Sécurité alimentaire : le spectre de la famine menace 24 millions de personnes supplémentaires
Le Programme alimentaire mondial (PAM) a prévenu mardi que le manque d’argent qui le force à réduire ses rations pourrait pousser 24 millions de personnes supplémentaires au bord de la famine. L’agence onusienne a expliqué qu’elle avait du mal à répondre aux besoins mondiaux croissants d’aide alimentaire tout en étant confrontée à un déficit de financement de plus de 60% cette année, le plus élevé de son histoire.
«Pour la toute première fois, le PAM a vu ses contributions diminuer alors que les besoins augmentaient régulièrement», souligne un communiqué de l’agence qui s’est pourtant vu décerner le prix Nobel de la paix en 2020. Cette baisse des contributions, qui touche de nombreuses agences humanitaires de l’ONU ou des ONG, pourrait avoir des conséquences désastreuses, les experts du PAM estimant que pour chaque 1% de réduction de l’aide alimentaire, plus de 400.000 personnes risquent de sombrer dans une situation d’urgence alimentaire. C’est la dernière étape juste avant la famine, dans la classification adoptée par l’ONU.
Besoin urgent de financements supplémentaires
Compte tenu des réductions drastiques de l’aide alimentaire que le PAM distribue, «24 millions de personnes supplémentaires pourraient sombrer dans une situation d’urgence alimentaire au cours des 12 prochains mois, soit une augmentation de 50 % par rapport au niveau actuel». La responsable de l’organisation, l’Américaine Cindy McCain, a souligné le besoin urgent de financement supplémentaire. «Avec un nombre record de personnes dans le monde confrontées à la famine, nous devons augmenter cette aide vitale – et pas la réduire», a-t-elle insisté. «Si nous ne recevons pas le soutien dont nous avons besoin pour éviter de nouvelles catastrophes, le monde connaîtra sans aucun doute davantage de conflits, davantage de troubles et davantage la faim», a-t-elle encore souligné.
345 millions de personnes
Le PAM estime que 345 millions de personnes dans le monde sont confrontées à une insécurité alimentaire aiguë, au niveau trois ou plus de la classification de l’insécurité alimentaire qui va jusqu’à 5 et qui est connue sous le nom d’IPC. Au total, 40 millions d’entre elles sont actuellement considérées comme étant en situation d’urgence alimentaire, ce qui signifie qu’elles sont contraintes de prendre des mesures désespérées pour survivre et risquent de mourir de malnutrition.
«L’aide alimentaire du PAM est une bouée de sauvetage vitale, souvent la seule chose qui les sépare de la famine», explique l’organisation.

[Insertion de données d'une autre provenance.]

use crate::core::endpoint::ServiceKind;
use crate::core::suite::ScenarioEnv;
use crate::domain::ports::Scenario;
use crate::fixtures::FixtureKind;
use crate::services::{listing, review};
use crate::utils::error::{E2eError, Result};
use async_trait::async_trait;

pub const REVIEW_BODY: &str = "This business is very business-like...";
pub const REVIEW_VALUE: u8 = 3;

/// 新使用者發表一則評論後，`/usr/reviews` 只會有那一則，且分數相同
pub struct ReviewRoundTrip;

#[async_trait]
impl Scenario for ReviewRoundTrip {
    fn name(&self) -> &str {
        "review_round_trip"
    }

    fn required_services(&self) -> &[ServiceKind] {
        &[ServiceKind::Account, ServiceKind::Listing, ServiceKind::Review]
    }

    async fn run(&self, env: &mut ScenarioEnv) -> Result<()> {
        let user = env.new_user().await?;
        let business = listing::resolve_business(&env.ctx, &env.poller, &env.fixture_config()).await?;

        let created = review::create_review(
            &env.ctx,
            user.access_token(),
            &review::NewReview::new(&business.int_xxid, REVIEW_VALUE, REVIEW_BODY),
        )
        .await?;
        env.fixtures
            .track(FixtureKind::Review, &created.id, user.access_token());

        let ctx = &env.ctx;
        let token = user.access_token();
        let reviews = env
            .poller
            .until("review to appear in /usr/reviews", move || async move {
                let reviews = review::user_reviews(ctx, token).await?;
                Ok((!reviews.is_empty()).then_some(reviews))
            })
            .await?;

        if reviews.len() != 1 {
            return Err(E2eError::AssertionFailed {
                message: format!("expected exactly 1 review, found {}", reviews.len()),
            });
        }
        let listed = &reviews[0];
        if listed.id != created.id {
            return Err(E2eError::AssertionFailed {
                message: format!("listed review {} is not the created {}", listed.id, created.id),
            });
        }
        if listed.value != REVIEW_VALUE {
            return Err(E2eError::AssertionFailed {
                message: format!("review value expected {}, got {}", REVIEW_VALUE, listed.value),
            });
        }

        Ok(())
    }
}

Et pourtant, l’agence a indiqué qu’elle avait déjà été contrainte de procéder à des réductions massives dans près de la moitié de ses opérations d’aide dans le monde et notamment dans des zones de crise aiguë comme l’Afghanistan, le Bangladesh, Haïti et la Syrie. En Afghanistan, où la moitié de la population souffre d’insécurité alimentaire aiguë, les coupes du PAM ont privé 8 millions de personnes de l’aide alimentaire, qu’elles recevaient jusque-là. Et en juillet, 45% des bénéficiaires de l’aide en Syrie et un quart de ceux inscrits sur la liste du PAM en Haïti ont également dû être exclus. Même cas de figure en Somalie où ce sont 4,7 millions de personnes, qui n’ont plus eu d’aide alimentaire de l’agence onusienne l’année dernière. Les experts de l’agence alimentaire mettent en garde contre «un cercle vicieux» humanitaire, dans lequel le PAM se verrait forcé de ne secourir que ceux qui meurent de faim au détriment de ceux qui sont affamés. «Nous devons financer des opérations d’urgence pour nourrir ceux qui ont faim aujourd’hui tout en investissant dans des solutions à long terme qui s’attaquent aux causes profondes de la faim», déclare encore Cindy McCain.